**Your instructions:**
Copy each line of the records that contains the word "Limits".

━━━━━━━━━━

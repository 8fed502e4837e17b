//! rangemata: finite automata over Unicode code point ranges.
//!
//! Transitions are labelled with closed symbol intervals, so character
//! classes of any size cost one edge. Automata are built from a syntax tree
//! handed over by a regex parser, combined with set operations, made
//! deterministic and minimal, matched against text, and stored as bytes.
//!
//! # Example
//!
//! ```
//! use rangemata::{Node, accepts, find_matches, from_node, minimize};
//!
//! let word = Node::concatenation(Node::range('a', 'z'), Node::star(Node::range('0', '9')));
//! let dfa = minimize(&from_node(&word)?);
//!
//! assert!(accepts(&dfa, "a123"));
//! assert!(!accepts(&dfa, "1a"));
//! assert_eq!(find_matches(&dfa, "x1 y2")?.collect::<Vec<_>>(), [(0, 2), (3, 5)]);
//! # Ok::<(), rangemata::Error>(())
//! ```

#![cfg_attr(coverage_nightly, feature(coverage_attribute))]

mod api;

#[cfg(test)]
mod api_tests;

pub use api::{
    accepts, complement, concat, decode, determinize, encode, find_matches, from_node, intersect,
    minimize, minus, plus, repeat, star, union,
};

pub use rangemata_bytecode::ModuleError;
pub use rangemata_compiler::{
    Compiler, DEFAULT_MAX_DEPTH, Limits, Output, Transducer, TransducerTransition, ops,
};
pub use rangemata_core::{Automaton, Interval, MAX_SYMBOL, Node, State, StateId, Symbol, Transition};
pub use rangemata_vm::{Matcher, Matches, NoopTracer, PrintTracer, RuntimeError, Tracer};

/// Errors from any stage of the pipeline.
#[derive(Debug, Clone, PartialEq, Eq, thiserror::Error)]
pub enum Error {
    #[error(transparent)]
    Compile(#[from] rangemata_compiler::Error),

    #[error(transparent)]
    Module(#[from] ModuleError),

    #[error(transparent)]
    Runtime(#[from] RuntimeError),
}

/// Result type for rangemata operations.
pub type Result<T> = std::result::Result<T, Error>;
//! Tests for epsilon elimination.

use rangemata_core::Interval;

use super::{BuildGraph, eliminate};
use crate::Limits;

fn sym(c: char) -> Interval {
    Interval::single(c as u32)
}

#[test]
fn sequence_collapses_epsilon_links() {
    let mut g = BuildGraph::new();
    let a = g.interval_fragment(sym('a'));
    let b = g.interval_fragment(sym('b'));
    let f = g.sequence(&[a, b]);

    let result = eliminate(&g, f);

    assert!(result.is_deterministic());
    insta::assert_snapshot!(result.dump(), @r"
    S0 (initial)
      a → S1
    S1
      b → S2
    S2 (accept)
    ");
}

#[test]
fn star_accepts_empty_string() {
    let mut g = BuildGraph::new();
    let a = g.interval_fragment(sym('a'));
    let f = g.zero_or_more(a);

    let result = eliminate(&g, f);

    assert!(result.run(""));
    assert!(result.run("aaa"));
    insta::assert_snapshot!(result.dump(), @r"
    S0 (initial, accept)
      a → S1
    S1 (accept)
      a → S1
    ");
}

#[test]
fn bounded_repeat() {
    let mut g = BuildGraph::new();
    let a = g.interval_fragment(sym('a'));
    let f = g.repeat(a, 2, Some(3), &Limits::default()).unwrap();

    let result = eliminate(&g, f);

    insta::assert_snapshot!(result.dump(), @r"
    S0 (initial)
      a → S1
    S1
      a → S2
    S2 (accept)
      a → S3
    S3 (accept)
    ");
}

#[test]
fn overlapping_branches_stay_nondeterministic() {
    let mut g = BuildGraph::new();
    let a = g.interval_fragment(sym('a'));
    let abc = g.interval_fragment(Interval::new('a' as u32, 'c' as u32));
    let f = g.alternation(&[a, abc]);

    let result = eliminate(&g, f);

    assert!(!result.is_deterministic());
    assert!(result.run("a"));
    assert!(result.run("c"));
    insta::assert_snapshot!(result.dump(), @r"
    S0 (initial)
      a → S1
      a-c → S2
    S1 (accept)
    S2 (accept)
    ");
}

#[test]
fn empty_fragment_yields_empty_language() {
    let mut g = BuildGraph::new();
    let f = g.empty_fragment();

    let result = eliminate(&g, f);

    insta::assert_snapshot!(result.dump(), @"S0 (initial)");
}

#[test]
fn epsilon_cycles_terminate() {
    let mut g = BuildGraph::new();
    let eps = g.epsilon_fragment();
    let inner = g.zero_or_more(eps);
    let f = g.zero_or_more(inner);

    let result = eliminate(&g, f);

    insta::assert_snapshot!(result.dump(), @"S0 (initial, accept)");
}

━━━━━━━━━━

**Task solution:**
    Compiler, DEFAULT_MAX_DEPTH, Limits, Output, Transducer, TransducerTransition, ops,
use crate::Limits;
    let f = g.repeat(a, 2, Some(3), &Limits::default()).unwrap();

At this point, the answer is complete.